### Requirement
When a line of the entries below contains "logs", it counts once; state how many such lines there are and nothing else.

(Beginning of Data supplied)

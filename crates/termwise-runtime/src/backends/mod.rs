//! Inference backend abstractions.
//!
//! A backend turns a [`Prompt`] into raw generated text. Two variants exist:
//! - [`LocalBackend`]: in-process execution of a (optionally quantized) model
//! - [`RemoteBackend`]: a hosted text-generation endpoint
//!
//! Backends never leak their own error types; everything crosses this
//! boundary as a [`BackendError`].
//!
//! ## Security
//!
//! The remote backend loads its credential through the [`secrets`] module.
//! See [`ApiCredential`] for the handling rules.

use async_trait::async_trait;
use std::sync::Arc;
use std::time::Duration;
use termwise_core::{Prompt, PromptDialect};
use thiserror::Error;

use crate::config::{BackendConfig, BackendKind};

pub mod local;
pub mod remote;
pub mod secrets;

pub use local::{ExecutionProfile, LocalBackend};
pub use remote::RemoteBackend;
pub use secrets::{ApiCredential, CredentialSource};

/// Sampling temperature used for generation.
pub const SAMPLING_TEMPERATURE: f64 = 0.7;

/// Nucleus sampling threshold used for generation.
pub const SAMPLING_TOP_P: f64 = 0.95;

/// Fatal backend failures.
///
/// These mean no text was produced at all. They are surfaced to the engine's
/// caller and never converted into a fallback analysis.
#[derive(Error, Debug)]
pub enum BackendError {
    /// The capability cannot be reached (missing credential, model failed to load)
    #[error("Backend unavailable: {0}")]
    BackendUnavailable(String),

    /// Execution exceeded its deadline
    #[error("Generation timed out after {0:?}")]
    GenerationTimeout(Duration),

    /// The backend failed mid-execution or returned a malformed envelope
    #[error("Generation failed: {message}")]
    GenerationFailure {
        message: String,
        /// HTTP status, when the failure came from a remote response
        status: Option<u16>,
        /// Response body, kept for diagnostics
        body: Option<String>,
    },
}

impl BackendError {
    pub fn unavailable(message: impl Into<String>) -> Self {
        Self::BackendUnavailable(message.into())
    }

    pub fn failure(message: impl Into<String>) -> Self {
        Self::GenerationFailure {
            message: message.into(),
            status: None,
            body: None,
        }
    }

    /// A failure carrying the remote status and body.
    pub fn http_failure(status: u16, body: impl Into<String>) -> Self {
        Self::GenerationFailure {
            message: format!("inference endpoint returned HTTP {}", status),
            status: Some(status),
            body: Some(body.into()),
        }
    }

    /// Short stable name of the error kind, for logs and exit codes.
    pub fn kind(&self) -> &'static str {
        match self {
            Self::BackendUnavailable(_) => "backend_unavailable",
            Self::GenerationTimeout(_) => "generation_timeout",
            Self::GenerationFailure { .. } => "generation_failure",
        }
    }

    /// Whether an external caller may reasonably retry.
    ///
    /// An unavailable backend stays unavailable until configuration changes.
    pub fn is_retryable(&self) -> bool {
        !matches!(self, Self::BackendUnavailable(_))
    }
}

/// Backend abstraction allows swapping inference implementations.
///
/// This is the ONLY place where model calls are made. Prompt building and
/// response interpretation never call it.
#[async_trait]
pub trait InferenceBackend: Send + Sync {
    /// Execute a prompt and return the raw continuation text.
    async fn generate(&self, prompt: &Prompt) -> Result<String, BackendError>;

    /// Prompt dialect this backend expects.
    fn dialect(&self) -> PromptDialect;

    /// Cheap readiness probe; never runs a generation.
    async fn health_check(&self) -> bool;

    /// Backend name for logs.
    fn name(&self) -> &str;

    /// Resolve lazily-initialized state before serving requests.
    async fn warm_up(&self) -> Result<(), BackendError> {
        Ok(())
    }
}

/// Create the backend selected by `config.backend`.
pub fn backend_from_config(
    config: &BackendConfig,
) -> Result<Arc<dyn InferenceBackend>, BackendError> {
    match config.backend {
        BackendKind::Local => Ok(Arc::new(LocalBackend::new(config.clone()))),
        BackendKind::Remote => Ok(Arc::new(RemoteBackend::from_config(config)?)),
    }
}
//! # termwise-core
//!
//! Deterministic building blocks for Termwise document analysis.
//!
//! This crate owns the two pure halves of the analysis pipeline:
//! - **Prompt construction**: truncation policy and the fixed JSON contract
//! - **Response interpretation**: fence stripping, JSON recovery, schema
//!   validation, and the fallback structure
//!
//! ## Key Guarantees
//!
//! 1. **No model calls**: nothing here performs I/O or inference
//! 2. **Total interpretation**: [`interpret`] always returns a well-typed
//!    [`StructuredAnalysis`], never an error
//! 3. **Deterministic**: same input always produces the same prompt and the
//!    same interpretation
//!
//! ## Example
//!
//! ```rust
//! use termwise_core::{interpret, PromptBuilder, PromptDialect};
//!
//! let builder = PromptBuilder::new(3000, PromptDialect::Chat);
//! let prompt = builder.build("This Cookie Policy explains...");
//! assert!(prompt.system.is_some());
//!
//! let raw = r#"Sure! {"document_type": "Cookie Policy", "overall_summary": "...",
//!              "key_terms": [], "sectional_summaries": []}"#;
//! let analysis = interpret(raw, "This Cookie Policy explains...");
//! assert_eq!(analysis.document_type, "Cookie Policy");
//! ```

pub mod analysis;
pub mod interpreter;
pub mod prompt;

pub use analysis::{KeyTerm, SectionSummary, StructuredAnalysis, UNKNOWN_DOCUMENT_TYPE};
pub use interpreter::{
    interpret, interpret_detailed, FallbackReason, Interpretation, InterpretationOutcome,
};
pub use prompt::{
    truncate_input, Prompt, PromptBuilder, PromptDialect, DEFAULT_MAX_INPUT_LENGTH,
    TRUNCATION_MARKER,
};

(End of Data supplied)

### Answer area
2